Office- and national-level breakdowns of fully favorable vs denial rates aren't currently published by SSA in the per-office disposition data. The judge's own breakdown is the detail we have today.
Approval rate over time
Year-over-year approval rate across Judge Garrian's docket. Annual rates fluctuate with the mix of cases SSA assigns; the longer-run pattern is more informative than any single year.
Decision pattern
Over her 10 years on the bench, Judge Garrian has presided over 11,069 lifetime decisions. Her approval trend has fluctuated, showing a shift from 63% in 2016 to a recent period of 75%. While yearly volume has varied, the recent uptick in approval rates reflects the evolving nature of disability adjudication and the specific evidence presented in recent dockets.

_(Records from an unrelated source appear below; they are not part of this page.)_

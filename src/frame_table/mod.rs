mod entry;

use crate::context::{Pid, Tid};
use crate::pages::{Page, VirtPage, PAGE_SIZE};
use crate::printdbg;
pub use entry::{FrameEntry, FrameUser};

pub type FrameId = usize;

/// Dense table over a contiguous run of physical frames. The entry array
/// and the page arena are parallel: entry `i` describes `pages[i]`.
///
/// The table charges itself for its own storage: the leading `own_used`
/// frames are permanently reserved and pinned, exactly as if the entry
/// array lived inside the managed region.
pub struct FrameTable {
    entries: Vec<FrameEntry>,
    pages: Vec<Page>,
    /// Number of non-free entries, own storage included.
    used: usize,
    /// Frames charged for the table's own storage.
    own_used: usize,
    /// Next entry to inspect when searching for a free frame.
    search_ptr: usize,
    /// Clock hand for eviction, separate from the free-search cursor.
    evict_ptr: usize,
}

impl FrameTable {
    pub fn new(size: usize) -> Self {
        let own_used = (size * std::mem::size_of::<FrameEntry>()).div_ceil(PAGE_SIZE);
        assert!(
            own_used < size,
            "frame table of {size} frames cannot hold its own storage"
        );

        let mut entries = vec![FrameEntry::new(FrameUser::Free, false); size];
        for entry in entries.iter_mut().take(own_used) {
            // never evict the table's own frames
            *entry = FrameEntry::new(FrameUser::Reserved, true);
        }

        Self {
            entries,
            pages: vec![Page::new(); size],
            used: own_used,
            own_used,
            search_ptr: 0,
            evict_ptr: 0,
        }
    }

    pub fn size(&self) -> usize {
        self.entries.len()
    }

    pub fn used(&self) -> usize {
        self.used
    }

    pub fn is_full(&self) -> bool {
        self.used == self.entries.len()
    }

    /// Claim a free frame, if any. The returned frame is `Reserved`: it is
    /// excluded from eviction until [`install`](Self::install) attaches it
    /// to a process or [`release`](Self::release) gives it back.
    pub fn allocate_free(&mut self) -> Option<FrameId> {
        if self.is_full() {
            return None;
        }
        loop {
            let frame = self.search_ptr;
            self.search_ptr = (self.search_ptr + 1) % self.entries.len();
            if self.entries[frame].is_free() {
                self.entries[frame].set_user(FrameUser::Reserved);
                self.used += 1;
                printdbg!("### free frame {frame} (used: {}) ###", self.used);
                return Some(frame);
            }
        }
    }

    /// Finalize a frame after the caller populated it and mapped it.
    pub fn install(&mut self, frame: FrameId, pid: Pid, tid: Tid, vpage: VirtPage) {
        assert_eq!(
            self.entries[frame].user(),
            FrameUser::Reserved,
            "installing over an unreserved frame"
        );
        self.entries[frame].set_user(FrameUser::Mapped { pid, tid, vpage });
    }

    /// Give a frame back. Pinned frames may never be released.
    pub fn release(&mut self, frame: FrameId) {
        assert!(
            !self.entries[frame].is_pinned(),
            "releasing pinned frame {frame}"
        );
        assert!(!self.entries[frame].is_free());
        self.entries[frame].set_user(FrameUser::Free);
        self.used -= 1;
    }

    /// Demote a mapped frame back to the reserved sentinel. The eviction
    /// path uses this on its victim before handing the frame out again.
    pub fn reset_to_reserved(&mut self, frame: FrameId) {
        self.entries[frame].set_user(FrameUser::Reserved);
    }

    pub fn set_pin(&mut self, frame: FrameId, pin: bool) {
        self.entries[frame].set_pinned(pin);
    }

    pub fn entry(&self, frame: FrameId) -> &FrameEntry {
        &self.entries[frame]
    }

    pub fn page(&self, frame: FrameId) -> &Page {
        &self.pages[frame]
    }

    pub fn page_mut(&mut self, frame: FrameId) -> &mut Page {
        &mut self.pages[frame]
    }

    /// Advance the clock hand and return the entry it passed over.
    pub fn tick_clock(&mut self) -> FrameId {
        let frame = self.evict_ptr;
        self.evict_ptr = (self.evict_ptr + 1) % self.entries.len();
        frame
    }

    #[cfg(test)]
    pub fn inspect(&self) {
        println!("used: {} / {}", self.used, self.entries.len());
        for (i, e) in self.entries.iter().enumerate() {
            println!("  frame {i}: {:?} pinned: {}", e.user(), e.is_pinned());
        }
    }

    #[cfg(test)]
    pub fn own_used(&self) -> usize {
        self.own_used
    }
}
impl VmState {
    fn allocate_frame(&mut self, swap: &SwapDevice) -> Result<FrameId> {
        if let Some(frame) = self.frames.allocate_free() {
            return Ok(frame);
        }
        self.evict_frame(swap)
    }

    /// Second-chance clock over the frame table. The victim's mapping is
    /// torn down before its contents are written anywhere, so the owner
    /// cannot re-dirty the page mid-eviction.
    fn evict_frame(&mut self, swap: &SwapDevice) -> Result<FrameId> {
        let VmState { frames, procs } = self;
        // two full revolutions: one to clear accessed bits, one to pick
        let sweep = 2 * frames.size();

        for _ in 0..sweep {
            let frame = frames.tick_clock();
            let entry = *frames.entry(frame);
            let FrameUser::Mapped { pid, tid, vpage } = entry.user() else {
                continue;
            };
            if entry.is_pinned() {
                continue;
            }
            let process = procs
                .get_mut(&pid)
                .unwrap_or_else(|| panic!("frame of thread {tid} owned by dead process {pid}"));
            if process.pagedir.test_and_clear_accessed(vpage) {
                continue;
            }

            let pte = process
                .pagedir
                .clear(vpage)
                .expect("mapped frame missing from page directory");
            assert_eq!(pte.frame, frame, "frame table and page directory disagree");
            let dirty = pte.flags.contains(PteFlags::DIRTY);

            if pte.flags.contains(PteFlags::WRITABLE) {
                if let Some(spte) = process.spage.get(vpage) {
                    assert!(
                        spte.mmap,
                        "writable page {vpage:#x} with non-mmap backing at eviction"
                    );
                    if dirty {
                        let Backing::FileBacked { file, offset, size } = &spte.backing else {
                            panic!("mmap entry at {vpage:#x} without file backing");
                        };
                        let (file, offset, size) = (file.clone(), *offset, *size);
                        if let Err(e) = write_window(&file, offset, size, frames.page(frame)) {
                            // roll the mapping back; the page stays resident
                            process.pagedir.install(vpage, frame, true)?;
                            process.pagedir.set_dirty(vpage);
                            return Err(e);
                        }
                        printdbg!("flushed mmap page {vpage:#x} (tid: {tid})");
                    }
                } else {
                    let Some(slot) = swap.alloc() else {
                        panic!("swap device full while evicting {vpage:#x}");
                    };
                    if let Err(e) = swap.write(slot, frames.page(frame)) {
                        swap.free(slot);
                        process.pagedir.install(vpage, frame, true)?;
                        if dirty {
                            process.pagedir.set_dirty(vpage);
                        }
                        return Err(e);
                    }
                    process.spage.map_swapped(vpage, slot)?;
                    printdbg!("swapped out page {vpage:#x} (tid: {tid}, slot: {slot})");
                }
            }
            // read-only contents are authoritative in their backing store

            frames.reset_to_reserved(frame);
            return Ok(frame);
        }
        panic!("no evictable frame in a full clock cycle");
    }
}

Preparing for an SSDI hearing
The guidance below applies to any SSDI hearing, not specifically to Judge Garrian's bench. Judge-specific preparation guidance requires a corpus of public Appeals Council decisions involving each judge, which we haven't built yet.
- Bring a clean treating-physician record. Longitudinal primary-care or specialist notes spanning the disability period, with consistent symptom documentation, are typically the strongest evidence at hearing. A single month's records usually aren't enough.
- Don't rely on consultative exams alone. If your medical evidence is built primarily around a one-time CE finding, expect detailed questioning. Supplement with treating-source statements where possible.
- Prepare for daily-activity questions. Have honest, specific answers about a typical day. Answers that conflict with the medical record (in either direction) tend to hurt credibility.
- Expect transferable-skills probing. A vocational expert will usually testify about jobs available to someone with your limitations. Your representative should be prepared to cross-examine.
Hearing with Judge Garrian? Free, confidential — see if you qualify for SSDI.
Free Benefits ReviewAbout the Nhc Falls Church hearing office
The NHC Falls Church hearing office serves you and other claimants throughout Virginia and the surrounding region. As one of the busier offices in the area, it manages a high volume of cases with a bench of 6 judges. The office currently maintains a 51% approval rate, reflecting the complex nature of the claims processed here. You can visit the NHC Falls Church Hearing Office page for the full ALJ roster.
Other judges at this hearing office
The Social Security Administration utilizes a workload-balancing algorithm to assign cases, meaning your assignment to a specific judge is essentially random. The NHC Falls Church bench consists of 6 judges, with lifetime approval rates ranging from 48% to 69%. Because each judge brings a unique perspective to the courtroom, understanding the office-wide environment is helpful. For your preparation, the guidance remains consistent regardless of which judge you are assigned.